*** Records ***
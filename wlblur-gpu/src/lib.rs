//! GPU-facing half of wlblur: EGL context management, DMA-BUF import/export,
//! render-target pooling, shader compilation, the Dual Kawase algorithm, and
//! the blur service façade that ties them together.

pub mod context;
pub mod dmabuf;
pub mod error;
pub mod facade;
pub mod kawase;
pub mod pool;
pub mod shaders;

pub use context::EglContext;
pub use dmabuf::{BufferFd, DmabufAttribs};
pub use error::{Error, Result};
pub use facade::BlurEngine;
pub use kawase::KawaseRenderer;
pub use pool::RenderTargetPool;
***
▶ What you should do
Reproduce exactly the lines that run from the start of the records to the line with "pub mod facade;", both included.

▶ Expected output
filename wlblur-gpu/src/lib.rs
//! GPU-facing half of wlblur: EGL context management, DMA-BUF import/export,
//! render-target pooling, shader compilation, the Dual Kawase algorithm, and
//! the blur service façade that ties them together.

pub mod context;
pub mod dmabuf;
pub mod error;
pub mod facade;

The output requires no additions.